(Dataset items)
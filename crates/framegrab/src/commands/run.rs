use std::{
	sync::LazyLock,
	time::Duration,
};

use crate::{
	clap_conf::CliDerive,
	state::RunState,
	utils,
};
use indicatif::{
	ProgressBar,
	ProgressStyle,
};
use libframegrab::main::pipeline::{
	ExternalTools,
	PipelineProgress,
	PipelineSummary,
	run_pipeline,
};

/// Static for easily referencing the 100% length for a progressbar
const PG_PERCENT_100: u64 = 100;

/// ProgressBar Style for download, will look like `[00:00:00] [#>-] 42%`
static DOWNLOAD_STYLE: LazyLock<ProgressStyle> = LazyLock::new(|| {
	return ProgressStyle::default_bar()
		.template("[{elapsed_precise}] {wide_bar:.cyan/blue} {pos:>3}%")
		.expect("Expected ProgressStyle template to be valid")
		.progress_chars("#>-");
});

/// Spinner Style for frame extraction, will look like `[00:00:00] ⠋ Extracting frames`
static SAMPLE_STYLE: LazyLock<ProgressStyle> = LazyLock::new(|| {
	return ProgressStyle::default_spinner()
		.template("[{elapsed_precise}] {spinner:.cyan} {msg}")
		.expect("Expected ProgressStyle template to be valid");
});

/// Handler function for the main run, downloading and / or extracting frames
/// This function is mainly to keep the code structured and sorted
#[inline]
pub fn command_run(main_args: &CliDerive) -> Result<PipelineSummary, crate::Error> {
	let state = RunState::new(main_args)?;
	let mut steps = ExternalTools::new()
		.with_ytdl_override(main_args.ytdl_path.clone())
		.with_ffmpeg_override(main_args.ffmpeg_path.clone())
		.with_print_command_log(main_args.print_command_log);

	let download_bar: ProgressBar = ProgressBar::hidden().with_style(DOWNLOAD_STYLE.clone());
	download_bar.set_length(PG_PERCENT_100);
	utils::set_progressbar(&download_bar, main_args);

	let sample_spinner: ProgressBar = ProgressBar::hidden().with_style(SAMPLE_STYLE.clone());
	utils::set_progressbar(&sample_spinner, main_args);

	let interactive = main_args.is_interactive();

	let pgcb = |progress: PipelineProgress| match progress {
		PipelineProgress::AcquireStarting(url) => {
			utils::print_info(format!("Downloading \"{url}\""));
			download_bar.set_position(0);
		},
		PipelineProgress::AcquireProgress(percent) => {
			if interactive {
				download_bar.set_position(u64::from(percent));
			} else {
				trace!("Download at {}%", percent);
			}
		},
		PipelineProgress::AcquireFinished(path) => {
			download_bar.finish_and_clear();
			utils::print_ok(format!("Downloaded to \"{}\"", path.display()));
		},
		PipelineProgress::SampleStarting(rate) => {
			utils::print_info(format!("Extracting frames at {rate} per second"));
			if interactive {
				sample_spinner.set_message("Extracting frames");
				sample_spinner.enable_steady_tick(Duration::from_millis(100));
			}
		},
		PipelineProgress::SampleFinished(count) => {
			sample_spinner.finish_and_clear();
			utils::print_ok(format!("Extracted {count} frames"));
		},
	};

	let res = run_pipeline(&state, &mut steps, pgcb);

	// dont leave a half-drawn bar behind the error message
	download_bar.finish_and_clear();
	sample_spinner.finish_and_clear();

	let summary = res?;

	utils::print_ok("Done!");
	println!("  Video:  \"{}\"", summary.video_path.display());
	match summary.frame_count {
		Some(count) => println!("  Frames: \"{}\" ({count} frames)", summary.images_dir.display()),
		None => println!("  Frames: \"{}\" (not extracted)", summary.images_dir.display()),
	}

	return Ok(summary);
}
//! Server construction and middleware wiring.

mod config;
#[cfg(feature = "metrics")]
mod metrics;
mod state_builders;

pub use config::ServerConfig;

#[cfg(feature = "metrics")]
pub(crate) use metrics::make_metrics;
#[cfg(feature = "metrics")]
use metrics::MetricsLayer;
use state_builders::{Ports, build_http_state, build_ports};

use actix_web::dev::{Server, ServiceFactory, ServiceRequest, ServiceResponse};
use actix_web::{App, HttpServer, web};
use tracing::info;

use gateway::domain::cookies::CookiePolicy;
#[cfg(debug_assertions)]
use gateway::doc::ApiDoc;
use gateway::inbound::http::configure_api;
use gateway::inbound::http::health::{HealthState, live, ready};
use gateway::inbound::http::state::HttpState;
use gateway::middleware::{AuthGate, GateStrategy};
use gateway::Trace;
#[cfg(debug_assertions)]
use utoipa::OpenApi;
#[cfg(debug_assertions)]
use utoipa_swagger_ui::SwaggerUi;

#[derive(Clone)]
struct AppDependencies {
    health_state: web::Data<HealthState>,
    http_state: web::Data<HttpState>,
    ports: Ports,
    strategy: GateStrategy,
    cookies: CookiePolicy,
}

fn build_app(
    deps: AppDependencies,
) -> App<
    impl ServiceFactory<
        ServiceRequest,
        Config = (),
        Response = ServiceResponse<
            actix_web::body::EitherBody<actix_web::body::BoxBody>,
        >,
        Error = actix_web::Error,
        InitError = (),
    >,
> {
    let AppDependencies {
        health_state,
        http_state,
        ports,
        strategy,
        cookies,
    } = deps;

    // The gate holds an `Rc`, so it is rebuilt per worker.
    let gate = AuthGate::new(strategy, ports.identity, cookies);
    let api = web::scope("/api/v1").configure(configure_api);

    let app = App::new()
        .app_data(health_state)
        .app_data(http_state)
        .service(api)
        .service(ready)
        .service(live);

    #[cfg(debug_assertions)]
    let app = app.service(SwaggerUi::new("/docs").url("/api-docs/openapi.json", ApiDoc::openapi()));

    app.wrap(gate).wrap(Trace)
}

/// Construct an Actix HTTP server using the provided health state and configuration.
///
/// # Parameters
/// - `health_state`: shared readiness state updated once the server is initialised.
/// - `config`: validated gateway settings plus optional metrics middleware.
///
/// # Returns
/// A spawned [`Server`] that must be awaited to drive the listener.
///
/// # Errors
/// Propagates [`std::io::Error`] when the backend client cannot be built or
/// the socket cannot be bound.
pub fn create_server(
    health_state: web::Data<HealthState>,
    config: ServerConfig,
) -> std::io::Result<Server> {
    let server_health_state = health_state.clone();
    let ports = build_ports(&config)?;
    let http_state = build_http_state(&config, &ports);
    let strategy = config.settings.gate_strategy();
    let cookies = config.settings.cookie_policy();
    let bind_addr = config.bind_addr();
    info!(
        %bind_addr,
        environment = ?cookies.environment(),
        strategy = ?config.settings.strategy,
        "starting gateway"
    );

    #[cfg(feature = "metrics")]
    let metrics_layer = MetricsLayer::from_option(config.prometheus);

    let server = HttpServer::new(move || {
        let app = build_app(AppDependencies {
            health_state: server_health_state.clone(),
            http_state: http_state.clone(),
            ports: ports.clone(),
            strategy: strategy.clone(),
            cookies,
        });

        #[cfg(feature = "metrics")]
        let app = app.wrap(metrics_layer.clone());

        app
    })
    .bind(bind_addr)?
    .run();

    health_state.mark_ready();
    Ok(server)
}
//! Practice backend adapters.

mod client;
mod identity;

pub use client::ReqwestBackendApi;
pub use identity::HttpIdentityService;
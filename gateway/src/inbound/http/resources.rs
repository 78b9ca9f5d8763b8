//! Resource API handlers.
//!
//! Thin proxies over the practice backend. Payloads are re-shaped through
//! the domain view types so clients always receive camelCase records, and
//! camelCase ordering fields are translated back before forwarding. Patients
//! also carry a `phoneDisplay` string in `01XXX-XXXXXX` form.
//!
//! ```text
//! GET /api/v1/organizations
//! GET /api/v1/organizations/{org}/{kind}?search=rahim&ordering=-createdAt&page=2&pageSize=20
//! GET /api/v1/organizations/{org}/{kind}/{id}
//! ```

use actix_web::{HttpRequest, get, web};
use serde::de::DeserializeOwned;
use serde::{Deserialize, Serialize};
use serde_json::Value;
use tracing::error;

use crate::domain::formatting::{backend_ordering, format_phone_number};
use crate::domain::ports::ApiRequest;
use crate::domain::resources::{
    Appointment, Doctor, HomeopathicMedicine, Organization, Page, Patient, ResourceKind,
};
use crate::domain::Error;
use crate::inbound::http::ApiResult;
use crate::inbound::http::error::backend_status_error;
use crate::inbound::http::schemas::ErrorSchema;
use crate::inbound::http::state::{HttpState, cookie_header};
use crate::middleware::AuthenticatedUser;

const ORGANIZATIONS_PATH: &str = "/organization/homeopathy/";

/// Query parameters passed through to list endpoints.
#[derive(Debug, Default, Deserialize, Serialize, utoipa::IntoParams)]
#[into_params(parameter_in = Query)]
pub struct ListQuery {
    /// Free-text search.
    pub search: Option<String>,
    /// Ordering expression, e.g. `-createdAt`; sent to the backend as `-created_at`.
    pub ordering: Option<String>,
    /// 1-based page number.
    pub page: Option<u32>,
    /// Items per page.
    #[serde(alias = "pageSize")]
    pub page_size: Option<u32>,
}

impl ListQuery {
    fn pairs(&self) -> Vec<(String, String)> {
        let mut pairs = Vec::new();
        if let Some(search) = self.search.as_deref().filter(|s| !s.trim().is_empty()) {
            pairs.push(("search".to_owned(), search.to_owned()));
        }
        if let Some(ordering) = self
            .ordering
            .as_deref()
            .map(backend_ordering)
            .filter(|s| !s.is_empty())
        {
            pairs.push(("ordering".to_owned(), ordering));
        }
        if let Some(page) = self.page {
            pairs.push(("page".to_owned(), page.to_string()));
        }
        if let Some(page_size) = self.page_size {
            pairs.push(("page_size".to_owned(), page_size.to_string()));
        }
        pairs
    }
}

fn reshape<T: DeserializeOwned + Serialize>(value: &Value) -> Result<Value, serde_json::Error> {
    let typed: T = serde_json::from_value(value.clone())?;
    serde_json::to_value(typed)
}

fn reshape_many(kind: ResourceKind, value: &Value) -> ApiResult<Value> {
    let items = match value {
        Value::Null => return Ok(Value::Array(Vec::new())),
        other => other,
    };
    match kind {
        ResourceKind::Patients => reshape::<Vec<Patient>>(items).map(with_phone_display),
        ResourceKind::Medicines => reshape::<Vec<HomeopathicMedicine>>(items),
        ResourceKind::Appointments => reshape::<Vec<Appointment>>(items),
        ResourceKind::Doctors => reshape::<Vec<Doctor>>(items),
    }
    .map_err(|err| unexpected_payload(kind, &err))
}

fn reshape_one(kind: ResourceKind, value: &Value) -> ApiResult<Value> {
    match kind {
        ResourceKind::Patients => reshape::<Patient>(value).map(with_phone_display),
        ResourceKind::Medicines => reshape::<HomeopathicMedicine>(value),
        ResourceKind::Appointments => reshape::<Appointment>(value),
        ResourceKind::Doctors => reshape::<Doctor>(value),
    }
    .map_err(|err| unexpected_payload(kind, &err))
}

fn with_phone_display(mut value: Value) -> Value {
    match &mut value {
        Value::Array(items) => items.iter_mut().for_each(add_phone_display),
        record => add_phone_display(record),
    }
    value
}

fn add_phone_display(record: &mut Value) {
    let Some(map) = record.as_object_mut() else {
        return;
    };
    let display = map
        .get("phone")
        .and_then(Value::as_str)
        .map(format_phone_number);
    if let Some(display) = display {
        map.insert("phoneDisplay".to_owned(), Value::String(display));
    }
}

fn unexpected_payload(kind: ResourceKind, err: &serde_json::Error) -> Error {
    error!(%kind, error = %err, "backend returned an unexpected payload");
    Error::internal(format!("unexpected {kind} payload: {err}"))
}

fn parse_kind(raw: &str) -> ApiResult<ResourceKind> {
    raw.parse().map_err(|err: crate::domain::resources::UnknownResourceKind| {
        Error::not_found(err.to_string())
    })
}

/// List an organisation's patients, medicines, appointments or doctors.
#[utoipa::path(
    get,
    path = "/api/v1/organizations/{org}/{kind}",
    params(
        ("org" = String, Path, description = "Organisation uid"),
        ("kind" = String, Path, description = "patients | medicines | appointments | doctors"),
        ListQuery
    ),
    responses(
        (status = 200, description = "One page of records as {count, results}"),
        (status = 401, description = "Not logged in", body = ErrorSchema),
        (status = 404, description = "Unknown collection", body = ErrorSchema),
        (status = 503, description = "Backend unavailable", body = ErrorSchema)
    ),
    tags = ["resources"],
    operation_id = "listResources"
)]
#[get("/organizations/{org}/{kind}")]
pub async fn list_resources(
    state: web::Data<HttpState>,
    req: HttpRequest,
    path: web::Path<(String, String)>,
    query: web::Query<ListQuery>,
) -> ApiResult<web::Json<Page<Value>>> {
    let (org, kind) = path.into_inner();
    let kind = parse_kind(&kind)?;
    let request = ApiRequest::get(kind.collection_path(&org))
        .with_query(query.pairs())
        .with_cookies(cookie_header(&req).as_deref());
    let response = state.backend.send(request).await?;
    if !response.is_success() {
        return Err(backend_status_error(&response));
    }
    let results = match reshape_many(kind, response.payload())? {
        Value::Array(items) => items,
        other => vec![other],
    };
    Ok(web::Json(Page {
        count: response.count(),
        results,
    }))
}

/// Fetch one record.
#[utoipa::path(
    get,
    path = "/api/v1/organizations/{org}/{kind}/{id}",
    params(
        ("org" = String, Path, description = "Organisation uid"),
        ("kind" = String, Path, description = "patients | medicines | appointments | doctors"),
        ("id" = String, Path, description = "Record identifier")
    ),
    responses(
        (status = 200, description = "The record"),
        (status = 404, description = "Unknown collection or record", body = ErrorSchema),
        (status = 503, description = "Backend unavailable", body = ErrorSchema)
    ),
    tags = ["resources"],
    operation_id = "getResource"
)]
#[get("/organizations/{org}/{kind}/{id}")]
pub async fn get_resource(
    state: web::Data<HttpState>,
    req: HttpRequest,
    path: web::Path<(String, String, String)>,
) -> ApiResult<web::Json<Value>> {
    let (org, kind, id) = path.into_inner();
    let kind = parse_kind(&kind)?;
    let request =
        ApiRequest::get(kind.item_path(&org, &id)).with_cookies(cookie_header(&req).as_deref());
    let response = state.backend.send(request).await?;
    if !response.is_success() {
        return Err(backend_status_error(&response));
    }
    reshape_one(kind, response.payload()).map(web::Json)
}

async fn caller_is_admin(
    state: &HttpState,
    req: &HttpRequest,
    user: Option<AuthenticatedUser>,
) -> ApiResult<bool> {
    if let Some(AuthenticatedUser(claims)) = user {
        return Ok(claims.is_admin);
    }
    let mut context = state.auth_context();
    context.check_auth(cookie_header(req).as_deref()).await?;
    match context.user() {
        Some(user) => Ok(user.is_admin),
        None => Err(Error::unauthorized("login required")),
    }
}

/// List every organisation. Admins only.
#[utoipa::path(
    get,
    path = "/api/v1/organizations",
    params(ListQuery),
    responses(
        (status = 200, description = "Organisations as {count, results}"),
        (status = 401, description = "Not logged in", body = ErrorSchema),
        (status = 403, description = "Not an administrator", body = ErrorSchema),
        (status = 503, description = "Backend unavailable", body = ErrorSchema)
    ),
    tags = ["resources"],
    operation_id = "listOrganizations"
)]
#[get("/organizations")]
pub async fn list_organizations(
    state: web::Data<HttpState>,
    req: HttpRequest,
    user: Option<AuthenticatedUser>,
    query: web::Query<ListQuery>,
) -> ApiResult<web::Json<Page<Organization>>> {
    if !caller_is_admin(&state, &req, user).await? {
        return Err(Error::forbidden("admin access required"));
    }
    let request = ApiRequest::get(ORGANIZATIONS_PATH)
        .with_query(query.pairs())
        .with_cookies(cookie_header(&req).as_deref());
    let response = state.backend.send(request).await?;
    if !response.is_success() {
        return Err(backend_status_error(&response));
    }
    let results: Vec<Organization> = match response.payload() {
        Value::Null => Vec::new(),
        payload => serde_json::from_value(payload.clone()).map_err(|err| {
            error!(error = %err, "backend returned an unexpected organisation payload");
            Error::internal(format!("unexpected organisation payload: {err}"))
        })?,
    };
    Ok(web::Json(Page {
        count: response.count(),
        results,
    }))
}
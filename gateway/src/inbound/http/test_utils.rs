//! Test helpers for inbound HTTP components.

use std::sync::Arc;

use crate::domain::cookies::CookiePolicy;
use crate::domain::ports::{MockBackendApi, MockIdentityService};
use crate::domain::resources::Organization;
use crate::domain::{Identity, Role, UserProfile};
use crate::inbound::http::state::HttpState;

/// Owner of organisation `org-1`.
pub fn fixture_identity() -> Identity {
    Identity {
        user: UserProfile {
            id: "7".to_owned(),
            phone: "01712345678".to_owned(),
            name: "Dr. Ayesha Rahman".to_owned(),
            is_admin: false,
            role: Role::Owner,
        },
        organization: Some(Organization {
            id: "1".to_owned(),
            uid: "org-1".to_owned(),
            name: "Care".to_owned(),
            owner: Some("7".to_owned()),
            organization_type: Some("homeopathy".to_owned()),
            phone: None,
            address: None,
            is_active: true,
        }),
    }
}

/// Handler state over mocked ports with the development cookie policy.
pub fn state_with(identity: MockIdentityService, backend: MockBackendApi) -> HttpState {
    HttpState::new(Arc::new(identity), Arc::new(backend), CookiePolicy::default())
}

/// Handler state for tests that never reach the raw backend.
pub fn test_state(identity: MockIdentityService) -> HttpState {
    let mut backend = MockBackendApi::new();
    backend.expect_send().never();
    state_with(identity, backend)
}
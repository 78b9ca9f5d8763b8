//! Domain ports and supporting types for the hexagonal boundary.

mod macros;
pub(crate) use macros::define_port_error;

mod backend_api;
mod identity_service;

#[cfg(test)]
pub use backend_api::MockBackendApi;
pub use backend_api::{
    ApiRequest, ApiResponse, BackendApi, BackendApiError, FORM_LEVEL_KEYS, HttpMethod,
    MultipartPart, PartValue, RequestBody,
};
#[cfg(test)]
pub use identity_service::MockIdentityService;
pub use identity_service::{
    FIXTURE_PASSWORD, FIXTURE_PHONE, FixtureIdentityService, IdentityService,
    IdentityServiceError, LoginOutcome, PhoneFlowOutcome, TokenPair,
};
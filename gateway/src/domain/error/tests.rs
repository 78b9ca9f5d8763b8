//! Tests for the error payload formatting and propagation.

use super::*;
use crate::domain::forms::ValidationError;
use rstest::{fixture, rstest};
use serde_json::json;

const TRACE_ID: &str = "00000000-0000-0000-0000-000000000000";

#[fixture]
fn base_error() -> Error {
    Error::invalid_request("bad")
}

#[rstest]
fn invalid_request_constructor_sets_code() {
    let err = Error::invalid_request("bad");
    assert_eq!(err.code(), ErrorCode::InvalidRequest);
}

#[rstest]
fn try_new_rejects_empty_messages() {
    let result = Error::try_new(ErrorCode::InvalidRequest, "   ");
    assert!(matches!(result, Err(ErrorValidationError::EmptyMessage)));
}

#[rstest]
fn try_with_trace_id_rejects_empty_values(base_error: Error) {
    let result = base_error.try_with_trace_id("   ");
    assert!(matches!(result, Err(ErrorValidationError::EmptyTraceId)));
}

#[rstest]
fn new_returns_none_when_trace_id_out_of_scope() {
    let error = Error::internal("boom");
    assert!(error.trace_id().is_none());
}

#[tokio::test]
async fn new_captures_trace_id_in_scope() {
    let trace_id: TraceId = TRACE_ID.parse().expect("valid UUID");
    let error = TraceId::scope(trace_id, async { Error::forbidden("nope") }).await;
    assert_eq!(error.trace_id(), Some(TRACE_ID));
}

#[rstest]
fn serialises_camel_case_and_skips_empty_fields(base_error: Error) {
    let value = serde_json::to_value(base_error.with_trace_id(TRACE_ID)).expect("serialise");
    assert_eq!(
        value,
        json!({"code": "invalid_request", "message": "bad", "traceId": TRACE_ID})
    );
}

#[rstest]
fn deserialisation_rejects_blank_messages() {
    let result: Result<Error, _> =
        serde_json::from_value(json!({"code": "not_found", "message": "  "}));
    assert!(result.is_err());
}

#[rstest]
fn field_errors_are_grouped_under_details() {
    let errors = vec![
        ValidationError::new("phone", ["Invalid phone number."]),
        ValidationError::new("name", ["This field is required.", "Too short."]),
    ];
    let err = Error::field_errors("validation failed", &errors);
    assert_eq!(err.code(), ErrorCode::InvalidRequest);
    assert_eq!(
        err.details(),
        Some(&json!({
            "fieldErrors": {
                "phone": ["Invalid phone number."],
                "name": ["This field is required.", "Too short."]
            }
        }))
    );
}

Exercise details: From the records above, retype only the lines starting at the line that contains "for a progressbar" and ending at the line that contains "return ProgressStyle::default_bar()", both included.

Solution to the problem:
/// Static for easily referencing the 100% length for a progressbar
const PG_PERCENT_100: u64 = 100;

/// ProgressBar Style for download, will look like `[00:00:00] [#>-] 42%`
static DOWNLOAD_STYLE: LazyLock<ProgressStyle> = LazyLock::new(|| {
	return ProgressStyle::default_bar()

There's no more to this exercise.